Kassiopeia steigt in der Zwischenzeit ganz, ganz langsam mit den Vorderbeinen auf einen Stein. Doch so beinahe unmerklich das auch geht, die Folge ist, dass Wendula, die sich ohnehin nur schwer mit ihren zum Umfassen ausgebildeten Krallen auf dem gewölbten Panzer halten kann, aus dem Gleichgewicht gerät. Endlich rutscht sie ab, muss sich aus der schwierigen Situation mit heftigen Flügelschlägen retten, findet einen benachbarten Ast und steckt den Kopf unter eine Schwinge: »Muss mal dringend Federpflege machen«, nuschelt sie entschuldigend, »wieder so ein Parasit«.
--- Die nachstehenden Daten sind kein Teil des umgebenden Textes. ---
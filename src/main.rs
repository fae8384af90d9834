mod app;
mod components;
mod draw;
mod keys;
mod state;
mod ui;

use crate::app::App;
use crate::state::app_settings::AppSettings;
use crate::state::loader::{LoaderWorker, LoadingState};
use crate::state::messages::{DataRequest, DataResponse, UiEvent};
use crate::state::refresher::PeriodicRefresher;
use crossterm::event::{self as crossterm_event, Event};
use crossterm::{cursor, execute, terminal};
use log::{error, info};
use padel_core::source::DataSource;
use std::io::Stdout;
use std::sync::Arc;
use std::{io, panic};
use tokio::sync::{Mutex, mpsc};
use tokio::time::Duration;
use tui::{Terminal, backend::CrosstermBackend};

#[tokio::main]
async fn main() -> anyhow::Result<()> {
    if handle_cli_args() {
        return Ok(());
    }

    better_panic::install();

    let backend = CrosstermBackend::new(io::stdout());
    let terminal = Terminal::new(backend)?;

    setup_panic_hook();
    setup_terminal()?;

    tui_logger::init_logger(log::LevelFilter::Trace)?;
    tui_logger::set_default_level(log::LevelFilter::Info);

    let settings = AppSettings::load();
    let source = DataSource::new(settings.data_json.clone());
    let refresh_period = Duration::from_secs(settings.refresh_secs);
    info!("padeltui {} reading {}", env!("CARGO_PKG_VERSION"), source.describe());
    let app = Arc::new(Mutex::new(App::new(settings)));

    let (ui_event_tx, ui_event_rx) = mpsc::channel::<UiEvent>(100);
    let (data_req_tx, data_req_rx) = mpsc::channel::<DataRequest>(100);
    let (data_resp_tx, data_resp_rx) = mpsc::channel::<DataResponse>(100);

    // Input handler thread
    let input_handler = tokio::spawn(input_handler_task(ui_event_tx.clone()));

    // Snapshot loader thread
    let loader = LoaderWorker::new(source, data_req_rx, data_resp_tx);
    let loader_task = tokio::spawn(loader.run());

    // Periodic snapshot check
    let periodic_updater = PeriodicRefresher::new(data_req_tx.clone(), refresh_period);
    let periodic_task = tokio::spawn(periodic_updater.run());

    // Animation tick thread, 80ms ≈ 12.5 FPS
    let anim_tx = ui_event_tx.clone();
    let animation_task = tokio::spawn(async move {
        let mut interval = tokio::time::interval(Duration::from_millis(80));
        loop {
            interval.tick().await;
            if anim_tx.send(UiEvent::AnimationTick).await.is_err() {
                break;
            }
        }
    });

    // Trigger snapshot load on startup
    let _ = ui_event_tx.send(UiEvent::AppStarted).await;

    main_ui_loop(terminal, app, ui_event_rx, data_req_tx, data_resp_rx).await;

    input_handler.abort();
    loader_task.abort();
    periodic_task.abort();
    animation_task.abort();

    Ok(())
}

fn handle_cli_args() -> bool {
    let mut args = std::env::args().skip(1);
    let Some(arg) = args.next() else {
        return false;
    };

    match arg.as_str() {
        "-h" | "--help" => {
            println!("{}", usage_text());
            true
        }
        "-V" | "--version" => {
            println!("padeltui {}", env!("CARGO_PKG_VERSION"));
            true
        }
        _ => {
            eprintln!("Unknown argument: {arg}\n\n{}", usage_text());
            std::process::exit(2);
        }
    }
}

fn usage_text() -> &'static str {
    "padeltui - padel association back-office in the terminal

Usage:
  padeltui
  padeltui --help
  padeltui --version

Settings are read from $XDG_CONFIG_HOME/padeltui/settings.json
(or ~/.config/padeltui/settings.json), then from the environment.

Environment:
  PADELTUI_DATA_JSON    Path to an association JSON snapshot (default: built-in)
  PADELTUI_LOG_LEVEL    error, warn, info, debug or trace
  PADELTUI_BOX_HEIGHT   Match card height in rows (min 3, default 3)
  PADELTUI_BASE_GAP     Rows between first-round cards (min 1, default 1)
  PADELTUI_PAGE_SIZE    Rows per page in list tabs (default 10)"
}

async fn main_ui_loop(
    mut terminal: Terminal<CrosstermBackend<Stdout>>,
    app: Arc<Mutex<App>>,
    mut ui_events: mpsc::Receiver<UiEvent>,
    data_requests: mpsc::Sender<DataRequest>,
    mut data_responses: mpsc::Receiver<DataResponse>,
) {
    let mut loading = LoadingState::default();

    loop {
        tokio::select! {
            Some(ui_event) = ui_events.recv() => {
                let should_redraw = handle_ui_event(ui_event, &app, &data_requests).await;
                if should_redraw && !loading.is_loading {
                    let mut app_guard = app.lock().await;
                    draw::draw(&mut terminal, &mut app_guard, loading);
                }
            }

            Some(response) = data_responses.recv() => {
                let should_redraw = handle_data_response(response, &app, &mut loading).await;
                if should_redraw {
                    let mut app_guard = app.lock().await;
                    draw::draw(&mut terminal, &mut app_guard, loading);
                }
            }
        }
    }
}

async fn handle_ui_event(
    ui_event: UiEvent,
    app: &Arc<Mutex<App>>,
    data_requests: &mpsc::Sender<DataRequest>,
) -> bool {
    match ui_event {
        UiEvent::AppStarted => {
            let _ = data_requests.send(DataRequest::Load).await;
            true
        }
        UiEvent::KeyPressed(key_event) => {
            keys::handle_key_bindings(key_event, app, data_requests).await;
            true
        }
        UiEvent::Resize => true,
        UiEvent::AnimationTick => {
            let mut guard = app.lock().await;
            // Only the intro splash animates.
            if !guard.state.show_intro {
                return false;
            }
            guard.advance_animation(crate::components::banner_frames::FRAME_COUNT);
            true
        }
    }
}

async fn handle_data_response(
    response: DataResponse,
    app: &Arc<Mutex<App>>,
    loading: &mut LoadingState,
) -> bool {
    match response {
        DataResponse::LoadingStateChanged { loading_state } => {
            *loading = loading_state;
            return true;
        }
        DataResponse::Loaded { association, source } => {
            let mut guard = app.lock().await;
            guard.on_data_loaded(*association, source);
        }
        DataResponse::Unchanged => return false,
        DataResponse::Error { message } => {
            error!("Snapshot error: {message}");
            let mut guard = app.lock().await;
            guard.on_error(message);
        }
    }
    !loading.is_loading
}

async fn input_handler_task(ui_events: mpsc::Sender<UiEvent>) {
    loop {
        if let Ok(event) = crossterm_event::read() {
            let ui_event = match event {
                Event::Key(key_event) => Some(UiEvent::KeyPressed(key_event)),
                Event::Resize(_, _) => Some(UiEvent::Resize),
                _ => None,
            };

            if let Some(ui_event) = ui_event
                && ui_events.send(ui_event).await.is_err()
            {
                break;
            }
        }
    }
}

fn setup_terminal() -> io::Result<()> {
    let mut stdout = io::stdout();
    execute!(stdout, cursor::Hide)?;
    execute!(stdout, terminal::EnterAlternateScreen)?;
    execute!(stdout, terminal::Clear(terminal::ClearType::All))?;
    terminal::enable_raw_mode()
}

/// Restore the terminal. Best effort: also runs from the panic hook.
pub fn cleanup_terminal() {
    let mut stdout = io::stdout();
    let _ = execute!(stdout, cursor::MoveTo(0, 0));
    let _ = execute!(stdout, terminal::Clear(terminal::ClearType::All));
    let _ = execute!(stdout, terminal::LeaveAlternateScreen);
    let _ = execute!(stdout, cursor::Show);
    let _ = terminal::disable_raw_mode();
}

fn setup_panic_hook() {
    panic::set_hook(Box::new(|panic_info| {
        cleanup_terminal();
        better_panic::Settings::auto().create_panic_handler()(panic_info);
    }));
}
Kassiopeias Augen aber glänzen. »Muskelhelden und Maulhelden schlägt man mit Stetigkeit. Stetigkeit heißt, lieber Uri: immer, immer, immer.«
»Immer was?«
»Immer das Gleiche.«
Ich bin mir nicht sicher, ob ich es verstanden habe: »Immer fressen zum Beispiel.«
»Nein, dann kotzt du wie solch dumme Tiere, die nur bis neun zählen können. Nein, immer wieder eine ganz, ganz kleine Veränderung. So habe ich Achilles geschlagen.«
Wendula bellt »wettwett«, doch das Panzertier lässt sich nicht beirren, und mir ist die Geschichte neu: »Ich hatte einen Vorsprung beim Wettlauf und er kam mit großen Sprüngen näher. Schnell war er an der Stelle, an der ich kurz zuvor war. Doch er holte mich nicht ein, weil ich inzwischen ein klein wenig weiter gekrochen war. Er eilte natürlich dahin, wo ich war. In der noch so kurzen Zwischenzeit war ich aber wieder ein wenig weiter weg. Sehr wenig, zugegeben, aber immerhin: Ja, ich habe die jeweils verbleibende Strecke zwischen uns immer wieder geteilt und geteilt und geteilt. Bis Unendlich ... oder doch ganz, ganz kurz davor ..., schnief. Zumindest hat er mich nie eingeholt!«
Ich bewundere den Trick aufrichtig und weiß nun, wie wichtig der Mathetrick im Leben und für’s Überleben ist. Wenn ich dieses steh-trickige Teilen erst kann, dann bin ich vor jedem Killer sicher: »Kassiopeia, unterrichte mich!« bitte ich spontan.